The Berry Best Four Berry Pie

The Berry Best Four Berry Pie is a crisp, juicy, and easy summer dessert that bursts with mixed berry flavor and a flaky, buttery crust. Brightened with lemon zest and a touch of sugar, this pie is perfect for an easy weeknight dessert or a festive gathering, offering a harmonious balance of sweet and tart that will have guests asking for seconds.
Prep Time 25 minutes
Cook Time 45 minutes
Total Time 1 hour 10 minutes
Course Desserts
Cuisine American
Servings 8 servings
Calories 300 kcal

Equipment

  • Food Processor
  • Mixing Bowl
  • Deep dish pie pan
  • Rolling Pin
  • Baking Sheet

Ingredients
  

  • 2 cups all-purpose flour Provide structure and tender crumb to the crust and filling when dusting or thickening; combine with fats to form the dough and with berries to absorb excess juices, ensuring a balanced texture in the pie.
  • 12 tablespoons unsalted cold butter, cut into 1/2 inch chunks Create flakiness and rich flavor in the pastry when cut into the flour; remain cold to form distinct layers that bake into a flaky crust and contribute mouthfeel to each bite.
  • 1 teaspoon kosher salt Enhance overall flavor balance and strengthen gluten slightly in the crust; season the pastry to bring out butteriness and complement the sweetness of the berries without overpowering them.
  • 2 tablespoons sugar Add subtle sweetness to the dough and help with slight browning during baking; blend into the flour mixture to gently sweeten the crust without making it overly sugary.
  • 1/2 to 3/4 cup ice cold water Bind the dough together and allow just enough moisture for a cohesive, workable pastry; keep ice cold to prevent butter from melting and ensure a tender, flaky crust.
  • 6 cups fresh berries, like strawberries, raspberries, blackberries and blueberries, rinsed and stems removed Provide the main body, flavor, and natural juiciness of the pie using a mix of berry varieties; contribute acidity, sweetness, and vibrant color while offering varied textures when baked.
  • 1/2 cup all-purpose flour Act as a thickening agent to absorb berry juices and prevent a soggy filling; mix evenly with the berries to create a cohesive, sliceable filling while maintaining a bright fruit flavor.
  • 1/4 cup granulated sugar Sweeten the berry filling to balance tartness and enhance natural fruit flavors; dissolve into the mixture so the final pie has a pleasant, well-rounded sweetness.
  • Juice and zest of 1/2 lemon Brighten and lift the berry filling with acidity and aromatic oils from the zest; squeeze juice to adjust tartness and grate zest to add fresh citrus notes without altering texture.
  • Pinch of kosher salt Accentuate and balance the sweet fruit flavors by adding a tiny amount of salt; use sparingly to heighten overall taste and reduce any flabby sweetness in the filling.
  • 1 egg Provide richness and act as an egg wash component to help crust achieve golden color and a slight sheen; beat before brushing onto dough edges for attractive browning.
  • 1 tablespoon cream Enrich the egg wash to create a richer, shinier finish on the baked crust; whisk with the egg to slightly enhance color and add a delicate gloss to the top of the pie.
  • Caster sugar Add a final sparkle and light crunch to the baked crust when sprinkled on top; deliver subtle extra sweetness and visual appeal to the finished pie surface.

Instructions
 

  • Add flour, butter, salt and sugar to the bowl of a food processor and pulse 4-5 times until butter is the size of small peas.
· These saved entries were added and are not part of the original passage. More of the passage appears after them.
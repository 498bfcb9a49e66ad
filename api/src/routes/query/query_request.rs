use serde::Deserialize;

/// Body of `POST /api/v1/query`.
#[derive(Debug, Deserialize)]
pub struct QueryRequest {
    /// User question, 1..=500 characters.
    pub prompt: String,
}

/// Maximum accepted prompt length in characters.
pub const MAX_PROMPT_CHARS: usize = 500;
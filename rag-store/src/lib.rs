//! Vector-store gateway: document storage and similarity search over Qdrant.
//!
//! The public surface of [`VectorStore`] is deliberately **fail-open**:
//! search degrades to an empty result set, ingestion reports a boolean, and
//! collection probes report errors in-band. One failed dependency degrades
//! answer quality instead of crashing the query pipeline. The strict
//! `Result`-returning internals live in [`qdrant_facade`].

mod config;
mod embed;
mod errors;
mod ids;
mod qdrant_facade;
mod record;

pub use config::{DistanceKind, StoreConfig};
pub use embed::{EmbeddingsProvider, ProfilesEmbedder};
pub use errors::StoreError;
pub use ids::stable_uuid;
pub use record::{CollectionInfo, SearchResult};

use std::collections::HashMap;

use qdrant_client::qdrant::Value as QValue;
use tracing::{debug, error, info, warn};

use crate::qdrant_facade::{QdrantFacade, qstring};

/// High-level gateway that wires configuration, Qdrant client, and the
/// embedding backend.
///
/// This is the single entry point recommended for application code.
pub struct VectorStore {
    cfg: StoreConfig,
    client: QdrantFacade,
    embedder: Box<dyn EmbeddingsProvider>,
}

impl VectorStore {
    /// Constructs a new gateway from the given configuration and embedder.
    ///
    /// # Errors
    /// Returns `StoreError::Config` if the client initialization fails.
    pub fn new(cfg: StoreConfig, embedder: Box<dyn EmbeddingsProvider>) -> Result<Self, StoreError> {
        let client = QdrantFacade::new(&cfg)?;
        Ok(Self {
            cfg,
            client,
            embedder,
        })
    }

    /// Ensures the backing collection exists. Call once at process start.
    ///
    /// The vector size comes from `StoreConfig::embedding_dim` when set,
    /// otherwise it is probed by embedding a short test string.
    ///
    /// # Errors
    /// Returns `StoreError` on embedding or Qdrant failures; the caller
    /// decides whether to fail startup or continue degraded.
    pub async fn bootstrap(&self) -> Result<usize, StoreError> {
        let size = match self.cfg.embedding_dim {
            Some(dim) => dim,
            None => {
                let probe = self.embedder.embed("dimension probe").await?;
                if probe.is_empty() {
                    return Err(StoreError::Embedding(
                        "embedding backend returned an empty vector".into(),
                    ));
                }
                probe.len()
            }
        };
        self.client.ensure_collection(size).await?;
        Ok(size)
    }

    /// Adds pre-chunked documents under the given chunk ids.
    ///
    /// Chunks become searchable once this returns `true`. Empty input is a
    /// no-op success — "nothing to do" is not a failure. A length mismatch
    /// between `chunks` and `ids` is reported as `false`, never a panic.
    pub async fn add_documents(&self, chunks: &[String], ids: &[String]) -> bool {
        if chunks.len() != ids.len() {
            error!(
                chunks = chunks.len(),
                ids = ids.len(),
                "add_documents called with mismatched chunk/id counts"
            );
            return false;
        }
        if chunks.is_empty() {
            warn!("no documents to add");
            return true;
        }

        match self.try_add_documents(chunks, ids).await {
            Ok(()) => {
                info!(
                    count = chunks.len(),
                    collection = self.client.collection(),
                    "documents added to collection"
                );
                true
            }
            Err(e) => {
                error!(error = %e, "failed to add documents to collection");
                false
            }
        }
    }

    /// Searches for chunks similar to `query`, best matches first.
    ///
    /// A blank query returns an empty set without touching the backend.
    /// Any backend failure also yields an empty set (logged) so a degraded
    /// retrieval layer costs answer quality, not availability.
    pub async fn search(&self, query: &str, limit: u64) -> Vec<SearchResult> {
        if query.trim().is_empty() {
            warn!("search called with a blank query");
            return Vec::new();
        }

        match self.try_search(query, limit).await {
            Ok(results) => {
                info!(
                    hits = results.len(),
                    top_score = results.first().map(|r| r.similarity_score).unwrap_or(0.0),
                    "search completed"
                );
                results
            }
            Err(e) => {
                error!(error = %e, "search failed; returning empty result set");
                Vec::new()
            }
        }
    }

    /// Removes every chunk previously ingested from `source` (a filename).
    ///
    /// Used before re-ingesting a document so stale tail chunks from an
    /// earlier, longer split cannot survive.
    pub async fn delete_by_source(&self, source: &str) -> bool {
        match self.client.delete_by_source(source).await {
            Ok(()) => true,
            Err(e) => {
                error!(error = %e, source, "failed to delete stale chunks");
                false
            }
        }
    }

    /// Snapshot of the backing collection; failures are reported in-band.
    pub async fn collection_info(&self) -> CollectionInfo {
        match self.client.count().await {
            Ok(count) => CollectionInfo::new(
                self.client.collection(),
                count,
                serde_json::json!({
                    "distance": format!("{:?}", self.cfg.distance),
                    "embedding_dim": self.cfg.embedding_dim,
                }),
            ),
            Err(e) => {
                error!(error = %e, "failed to read collection info");
                CollectionInfo::from_error(self.client.collection(), e.to_string())
            }
        }
    }

    /// True only if the Qdrant liveness probe AND the embedding backend
    /// health check both succeed.
    pub async fn health_check(&self) -> bool {
        if let Err(e) = self.client.healthz().await {
            error!(error = %e, "qdrant liveness probe failed");
            return false;
        }
        match self.embedder.embed("health probe").await {
            Ok(v) if !v.is_empty() => true,
            Ok(_) => {
                error!("embedding health check returned an empty vector");
                false
            }
            Err(e) => {
                error!(error = %e, "embedding health check failed");
                false
            }
        }
    }

    /* --------------------- Internals --------------------- */

    async fn try_add_documents(&self, chunks: &[String], ids: &[String]) -> Result<(), StoreError> {
        let mut points = Vec::with_capacity(chunks.len());
        for (chunk, id) in chunks.iter().zip(ids) {
            let vector = self.embedder.embed(chunk).await?;

            let mut payload: HashMap<String, QValue> = HashMap::new();
            payload.insert("text".into(), qstring(chunk));
            payload.insert("eid".into(), qstring(id));
            payload.insert("source".into(), qstring(ids::source_of(id)));

            points.push(QdrantFacade::make_point(
                stable_uuid(id).to_string(),
                vector,
                payload,
            ));
        }
        self.client.upsert_points(points).await
    }

    async fn try_search(&self, query: &str, limit: u64) -> Result<Vec<SearchResult>, StoreError> {
        debug!(limit, "embedding query for search");
        let vector = self.embedder.embed(query).await?;
        let hits = self.client.search(vector, limit).await?;

        let mut out = Vec::with_capacity(hits.len());
        for (score, payload) in hits {
            let content = payload
                .get("text")
                .and_then(|v| v.as_str())
                .unwrap_or_default()
                .to_string();
            let id = payload
                .get("eid")
                .and_then(|v| v.as_str())
                .unwrap_or_default()
                .to_string();
            out.push(SearchResult {
                id,
                content,
                similarity_score: score,
            });
        }

        // Qdrant already ranks its hits; keep the ordering guarantee local anyway.
        out.sort_by(|a, b| b.similarity_score.total_cmp(&a.similarity_score));
        Ok(out)
    }
}

#[cfg(test)]
mod tests {
    use super::*;
    use std::sync::Arc;
    use std::sync::atomic::{AtomicUsize, Ordering};
    use std::{future::Future, pin::Pin};

    /// Embedder double that counts invocations; the short-circuit paths
    /// under test must never reach it.
    struct CountingEmbedder {
        calls: Arc<AtomicUsize>,
    }

    impl EmbeddingsProvider for CountingEmbedder {
        fn embed<'a>(
            &'a self,
            _text: &'a str,
        ) -> Pin<Box<dyn Future<Output = Result<Vec<f32>, StoreError>> + Send + 'a>> {
            Box::pin(async move {
                self.calls.fetch_add(1, Ordering::SeqCst);
                Ok(vec![0.0; 4])
            })
        }
    }

    fn store() -> (VectorStore, Arc<AtomicUsize>) {
        let calls = Arc::new(AtomicUsize::new(0));
        let cfg = StoreConfig::new_default("http://127.0.0.1:6334", "documents");
        let store = VectorStore::new(
            cfg,
            Box::new(CountingEmbedder {
                calls: calls.clone(),
            }),
        )
        .unwrap();
        (store, calls)
    }

    #[tokio::test]
    async fn blank_query_short_circuits_without_backend_calls() {
        let (store, calls) = store();
        assert!(store.search("", 4).await.is_empty());
        assert!(store.search("   \t\n", 4).await.is_empty());
        assert_eq!(calls.load(Ordering::SeqCst), 0);
    }

    #[tokio::test]
    async fn empty_ingest_is_a_no_op_success() {
        let (store, calls) = store();
        assert!(store.add_documents(&[], &[]).await);
        assert_eq!(calls.load(Ordering::SeqCst), 0);
    }

    #[tokio::test]
    async fn mismatched_chunk_and_id_counts_are_rejected() {
        let (store, calls) = store();
        let chunks = vec!["one chunk".to_string()];
        assert!(!store.add_documents(&chunks, &[]).await);
        assert_eq!(calls.load(Ordering::SeqCst), 0);
    }
}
Do not over mix, add 1/4 cup iced water and pulse on and off until pastry is just combined. Add more water 1 tablespoon at a time until dough comes together when pressed. Put out mixture on a floured surface. Knead a few times and form a ball, divide into two discs and wrap in plastic wrap for 1 hour or until ready to use.: The moment you pulse and smell nutty butter mingling with the flour you will know you are on the right track, because the mixture should look like coarse sand with visible pea sized butter bits. Those little pieces will steam as they bake, creating the flakiness you want. Why this matters, sensory wise, is that fully incorporated butter will make the dough greasy and flat, while oversized chunks will leave large holes; aim for that visual cue of small, even lumps. A common mistake here is overprocessing, which warms the butter and collapses those pockets, so pulse only in bursts and keep the bowl chilled if your kitchen is warm.
  • Mix the berries, flour, sugar, lemon juice and zest and salt in a medium bowl.: You should hear short pulses and see small clumps forming, not a uniform mass. The cold water helps bind the dough without melting the butter , and the slight resistance when pressing the dough together is the right texture. Smell will be faintly sweet and wheaty, and the dough will feel cool. If you add too much water at once, the dough becomes sticky and difficult to roll, so add it gradually, and pause to test by pinching a bit between your fingers.
  • On a lightly floured surface, roll out each piece of dough into a circle about 12 inches in diameter. Place one crust in a deep dish pie pan with excess pastry hanging over the sides of the pan. Using a 3/4”-diameter pastry tip or a wide straw, punch out holes in the remaining crust, covering an area just smaller than the diameter of pie dish.: Pressing a small amount should cause it to cling together without sticking to your fingers, which signals proper hydration. This tactile feedback is key, because the dough will behave differently depending on humidity and your flour brand. The dough should not slump or feel tacky; it should be smooth and slightly firm. A frequent error is overworking at this point, which develops gluten and makes the crust tough, so stop adding water as soon as cohesion is achieved.
  • Pour the berries into the prepared pie crust. Top with the second, punched out pie crust. Fold edges of top crust under edge of bottom crust and crimp edges.: When you transfer the mixture to a dusted surface, you will notice the contrast between the dry flour dusting and the cool, slightly shaggy dough. This helps prevent sticking while you shape it. Lightly flour your hands and the surface so you maintain control without incorporating excess flour , which would dry the pastry. If the dough begins to feel warm, pop it back into the fridge for a few minutes to firm up the butter .
  • Stir together egg and cream, then brush top of pie crust with the egg wash and sprinkle with sugar.: A gentle few folds brings the dough together, and forming two discs shortens chill time and makes rolling easier. After wrapping, the dough will feel firmer and the butter cold, which is crucial for flake formation. Chilling also relaxes gluten so the pastry rolls without snapping back; if you skip this chill step the dough will shrink during baking and lose its shape.
  • Refrigerate the pie for 30 minutes.: At this stage, the aroma of citrus and sweet berry juices begins to develop, and the dusting of flour will start to absorb surface moisture. Toss gently so you do not crush the fruit, preserving whole berry textures and keeping color contrast. The mixture should be glossy and slightly syrupy from the sugar. A common pitfall is stirring too vigorously, which pulverizes berries and yields a flat filling texture.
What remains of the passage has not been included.